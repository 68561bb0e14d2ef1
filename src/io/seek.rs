use tracing::debug;

use super::{ReadAt, ReadOutcome};
use crate::error::{Error, Result};

/// Reference point of a seek.
#[derive(Debug, Clone, Copy, PartialEq, Eq)]
pub enum Whence {
    Start,
    Current,
    End,
}

impl TryFrom<i64> for Whence {
    type Error = Error;

    /// Decode the numeric codes `0` (start), `1` (current) and `2` (end).
    fn try_from(value: i64) -> Result<Self> {
        match value {
            0 => Ok(Whence::Start),
            1 => Ok(Whence::Current),
            2 => Ok(Whence::End),
            _ => Err(Error::InvalidArgument(format!(
                "whence must be 0, 1 or 2, got {value}"
            ))),
        }
    }
}

/// Sequential reads over any [`ReadAt`], with a movable cursor.
///
/// The cursor is plain mutable state, so a `SeekableReader` belongs to one
/// caller; share the inner reader instead if several callers need access.
pub struct SeekableReader<R> {
    inner: R,
    position: u64,
}

impl<R: ReadAt> SeekableReader<R> {
    pub fn new(inner: R) -> Self {
        Self { inner, position: 0 }
    }

    /// Current cursor position.
    pub fn position(&self) -> u64 {
        self.position
    }

    pub fn get_ref(&self) -> &R {
        &self.inner
    }

    pub fn into_inner(self) -> R {
        self.inner
    }

    /// Move the cursor and return its new absolute position.
    ///
    /// Seeking past the end is allowed; the next read then reports
    /// end-of-data right away. A position before the start of the object is
    /// rejected and leaves the cursor where it was.
    pub async fn seek(&mut self, offset: i64, whence: Whence) -> Result<u64> {
        let base = match whence {
            Whence::Start => 0,
            Whence::Current => self.position,
            Whence::End => self.inner.size().await?,
        };

        let position = base.checked_add_signed(offset).ok_or_else(|| {
            Error::InvalidArgument(format!(
                "cannot seek {offset} bytes from {whence:?} (base {base})"
            ))
        })?;

        debug!(offset, ?whence, position, "seek");
        self.position = position;
        Ok(position)
    }

    /// Read at the cursor and advance it by the number of bytes read.
    pub async fn read(&mut self, buf: &mut [u8]) -> Result<ReadOutcome> {
        let outcome = self.inner.read_at(self.position, buf).await?;
        self.position = self.position.saturating_add(outcome.len as u64);
        Ok(outcome)
    }
}
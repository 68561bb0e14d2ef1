//! Recovery from requests sent to the wrong storage region.
//!
//! S3 answers a request for a bucket living in another region with a 3xx
//! status and an `x-amz-bucket-region` header. When the reader was built
//! with a [`BackendFactory`], the request is replayed once against a client
//! bound to that region, and the client is kept for later requests.

use std::future::Future;
use std::sync::{Arc, Mutex, PoisonError};

use tracing::{debug, warn};

use crate::backend::{BackendError, BackendFactory, FailedRequest, ObjectBackend};

/// Header carrying the region a bucket lives in.
pub const REGION_HEADER: &str = "x-amz-bucket-region";

/// Outcome of inspecting a failed request.
#[derive(Debug, Clone, PartialEq, Eq)]
pub enum RegionRecovery {
    /// The object lives in this region.
    Recoverable(String),
    Unrecoverable,
}

/// Decide whether `failed` is a region redirect.
pub fn classify(failed: &FailedRequest) -> RegionRecovery {
    if !failed.is_redirect() {
        return RegionRecovery::Unrecoverable;
    }
    match failed.header(REGION_HEADER) {
        Some(region) if !region.trim().is_empty() => {
            RegionRecovery::Recoverable(region.trim().to_string())
        }
        _ => RegionRecovery::Unrecoverable,
    }
}

/// How the reader obtains its storage clients.
#[derive(Clone)]
pub enum ClientMode {
    /// A single client supplied by the caller; no region recovery.
    Fixed(Arc<dyn ObjectBackend>),
    /// Clients built on demand from shared base options.
    Regional {
        default: Arc<dyn ObjectBackend>,
        factory: Arc<dyn BackendFactory>,
    },
}

/// The one non-default client a reader may hold.
struct RegionBinding {
    region: String,
    client: Arc<dyn ObjectBackend>,
}

/// Runs backend operations, replaying them once in the right region.
pub struct RegionResolver {
    mode: ClientMode,
    binding: Mutex<Option<RegionBinding>>,
}

impl RegionResolver {
    pub fn new(mode: ClientMode) -> Self {
        Self {
            mode,
            binding: Mutex::new(None),
        }
    }

    /// Region of the cached region-bound client, if any.
    pub fn bound_region(&self) -> Option<String> {
        self.lock().as_ref().map(|b| b.region.clone())
    }

    fn lock(&self) -> std::sync::MutexGuard<'_, Option<RegionBinding>> {
        self.binding.lock().unwrap_or_else(PoisonError::into_inner)
    }

    /// The client the next operation starts with.
    fn active_client(&self) -> Arc<dyn ObjectBackend> {
        match &self.mode {
            ClientMode::Fixed(client) => client.clone(),
            ClientMode::Regional { default, .. } => match self.lock().as_ref() {
                Some(binding) => binding.client.clone(),
                None => default.clone(),
            },
        }
    }

    /// Get the client bound to `region`, building and caching it if needed.
    fn bind(
        &self,
        factory: &dyn BackendFactory,
        region: &str,
    ) -> Result<Arc<dyn ObjectBackend>, BackendError> {
        let mut binding = self.lock();
        if let Some(existing) = binding.as_ref() {
            if existing.region == region {
                return Ok(existing.client.clone());
            }
        }

        let client = factory.for_region(region)?;
        debug!(region, "bound reader to region");
        *binding = Some(RegionBinding {
            region: region.to_string(),
            client: client.clone(),
        });
        Ok(client)
    }

    /// Run `op` against the active client. If it fails with a region
    /// redirect and a factory is available, run it once more against the
    /// client for the advertised region. Any other failure, and any failure
    /// of the replay, is returned as is.
    pub async fn execute<T, F, Fut>(&self, op: F) -> Result<T, BackendError>
    where
        F: Fn(Arc<dyn ObjectBackend>) -> Fut,
        Fut: Future<Output = Result<T, BackendError>>,
    {
        let err = match op(self.active_client()).await {
            Ok(value) => return Ok(value),
            Err(err) => err,
        };

        let ClientMode::Regional { factory, .. } = &self.mode else {
            return Err(err);
        };
        let region = match err.response().map(classify) {
            Some(RegionRecovery::Recoverable(region)) => region,
            _ => return Err(err),
        };

        let client = match self.bind(factory.as_ref(), &region) {
            Ok(client) => client,
            Err(bind_err) => {
                warn!(region = %region, error = %bind_err, "cannot build region-bound client");
                return Err(err);
            }
        };

        debug!(region = %region, "retrying request in advertised region");
        op(client).await
    }
}
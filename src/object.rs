use std::fmt;
use std::sync::atomic::{AtomicI64, Ordering};

const UNKNOWN_SIZE: i64 = -1;

/// Identifies one remote object and caches its size.
///
/// The size is resolved at most once per handle and never changes
/// afterwards: the object is assumed not to be rewritten while it is read.
#[derive(Debug)]
pub struct ObjectHandle {
    bucket: String,
    key: String,
    size: AtomicI64,
}

impl ObjectHandle {
    /// Create a handle. `size` is a length known up front, which saves the
    /// metadata request.
    pub fn new(bucket: impl Into<String>, key: impl Into<String>, size: Option<u64>) -> Self {
        let size = size
            .and_then(|s| i64::try_from(s).ok())
            .unwrap_or(UNKNOWN_SIZE);
        Self {
            bucket: bucket.into(),
            key: key.into(),
            size: AtomicI64::new(size),
        }
    }

    pub fn bucket(&self) -> &str {
        &self.bucket
    }

    pub fn key(&self) -> &str {
        &self.key
    }

    /// The object size, if it is already known.
    pub fn cached_size(&self) -> Option<u64> {
        let size = self.size.load(Ordering::Acquire);
        u64::try_from(size).ok()
    }

    /// Record a resolved size. Concurrent resolutions of the same object
    /// store the same value, so the last writer wins.
    pub(crate) fn record_size(&self, size: u64) {
        if let Ok(size) = i64::try_from(size) {
            self.size.store(size, Ordering::Release);
        }
    }
}

impl fmt::Display for ObjectHandle {
    fn fmt(&self, f: &mut fmt::Formatter<'_>) -> fmt::Result {
        write!(f, "s3://{}/{}", self.bucket, self.key)
    }
}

__________________________________________________

ACTIVITY — Reading through the records above, report each line in which the string "default" is found.

SOLVED PROBLEM —
        default: Arc<dyn ObjectBackend>,
/// The one non-default client a reader may hold.
            ClientMode::Regional { default, .. } => match self.lock().as_ref() {
                None => default.clone(),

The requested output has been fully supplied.